Directions for this task
All lines from the opening of the data to the line containing "let mut layers = Vec::with_capacity(2);" must be returned unchanged, and only those lines.

Data extract Start Marker

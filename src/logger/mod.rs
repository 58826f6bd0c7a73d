//! Logging setup based on `tracing-subscriber`.
//!
//! Console output with colour control, optional file output (full, compact
//! or JSON), and a reloadable level filter so the level can be changed after
//! start-up.

pub mod config;
pub mod error;
pub(crate) mod writer;


pub use config::{ConsoleConfig, FileConfig, LogFormat, LoggerConfig};
pub use error::LoggerError;

use std::io::IsTerminal;

use tracing_subscriber::layer::{Layered, SubscriberExt};
use tracing_subscriber::util::SubscriberInitExt;
use tracing_subscriber::{EnvFilter, Layer, Registry, fmt, reload};
use writer::LogFileWriter;

type FilteredRegistry = Layered<reload::Layer<EnvFilter, Registry>, Registry>;
type BoxedLayer = Box<dyn Layer<FilteredRegistry> + Send + Sync>;

/// Handle for changing the active level filter at runtime.
#[derive(Clone)]
pub struct LogLevelHandle {
    inner: reload::Handle<EnvFilter, Registry>,
}

impl LogLevelHandle {
    /// Replaces the level filter, e.g. `handle.set_level("debug")`.
    pub fn set_level(&self, level: &str) -> Result<(), LoggerError> {
        let filter = build_filter(level)?;
        self.inner.reload(filter).map_err(|e| LoggerError::Reload {
            message: e.to_string(),
        })
    }
}

/// Installs the global subscriber described by `config`.
pub fn init_logger(config: &LoggerConfig) -> Result<LogLevelHandle, LoggerError> {
    config.validate()?;

    let (filter, handle) = reload::Layer::new(build_filter(&config.level)?);
    tracing_subscriber::registry()
        .with(filter)
        .with(build_layers(config)?)
        .try_init()
        .map_err(|e| LoggerError::Init {
            message: e.to_string(),
        })?;

    Ok(LogLevelHandle { inner: handle })
}

fn build_filter(level: &str) -> Result<EnvFilter, LoggerError> {
    config::parse_level(level)?;
    EnvFilter::try_new(level.to_lowercase()).map_err(|e| LoggerError::config(e.to_string()))
}

/// Output layers in registration order.
fn build_layers(config: &LoggerConfig) -> Result<Vec<BoxedLayer>, LoggerError> {
    let mut layers = Vec::with_capacity(2);

    // The file layer goes first; otherwise span fields formatted by the
    // console layer carry ANSI codes into the file.
    if config.file.enabled {
        let writer = LogFileWriter::new(&config.file)?;
        let layer = match config.file.format {
            LogFormat::Full => fmt::layer()
                .with_ansi(false)
                .with_target(true)
                .with_writer(writer)
                .boxed(),
            LogFormat::Compact => fmt::layer()
                .with_ansi(false)
                .with_target(true)
                .compact()
                .with_writer(writer)
                .boxed(),
            LogFormat::Json => fmt::layer()
                .with_ansi(false)
                .json()
                .with_writer(writer)
                .boxed(),
        };
        layers.push(layer);
    }

    if config.console.enabled {
        // stdout is reserved for command output
        let use_ansi = config.console.colored && std::io::stderr().is_terminal();
        layers.push(
            fmt::layer()
                .with_writer(std::io::stderr)
                .with_ansi(use_ansi)
                .with_target(true)
                .with_level(true)
                .boxed(),
        );
    }

    Ok(layers)
}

Data extract End Marker

Worked solution
filename src/logger/mod.rs
repository 58826f6bd0c7a73d
//! Logging setup based on `tracing-subscriber`.
//!
//! Console output with colour control, optional file output (full, compact
//! or JSON), and a reloadable level filter so the level can be changed after
//! start-up.

pub mod config;
pub mod error;
pub(crate) mod writer;


pub use config::{ConsoleConfig, FileConfig, LogFormat, LoggerConfig};
pub use error::LoggerError;

use std::io::IsTerminal;

use tracing_subscriber::layer::{Layered, SubscriberExt};
use tracing_subscriber::util::SubscriberInitExt;
use tracing_subscriber::{EnvFilter, Layer, Registry, fmt, reload};
use writer::LogFileWriter;

type FilteredRegistry = Layered<reload::Layer<EnvFilter, Registry>, Registry>;
type BoxedLayer = Box<dyn Layer<FilteredRegistry> + Send + Sync>;

/// Handle for changing the active level filter at runtime.
#[derive(Clone)]
pub struct LogLevelHandle {
    inner: reload::Handle<EnvFilter, Registry>,
}

impl LogLevelHandle {
    /// Replaces the level filter, e.g. `handle.set_level("debug")`.
    pub fn set_level(&self, level: &str) -> Result<(), LoggerError> {
        let filter = build_filter(level)?;
        self.inner.reload(filter).map_err(|e| LoggerError::Reload {
            message: e.to_string(),
        })
    }
}

/// Installs the global subscriber described by `config`.
pub fn init_logger(config: &LoggerConfig) -> Result<LogLevelHandle, LoggerError> {
    config.validate()?;

    let (filter, handle) = reload::Layer::new(build_filter(&config.level)?);
    tracing_subscriber::registry()
        .with(filter)
        .with(build_layers(config)?)
        .try_init()
        .map_err(|e| LoggerError::Init {
            message: e.to_string(),
        })?;

    Ok(LogLevelHandle { inner: handle })
}

fn build_filter(level: &str) -> Result<EnvFilter, LoggerError> {
    config::parse_level(level)?;
    EnvFilter::try_new(level.to_lowercase()).map_err(|e| LoggerError::config(e.to_string()))
}

/// Output layers in registration order.
fn build_layers(config: &LoggerConfig) -> Result<Vec<BoxedLayer>, LoggerError> {
    let mut layers = Vec::with_capacity(2);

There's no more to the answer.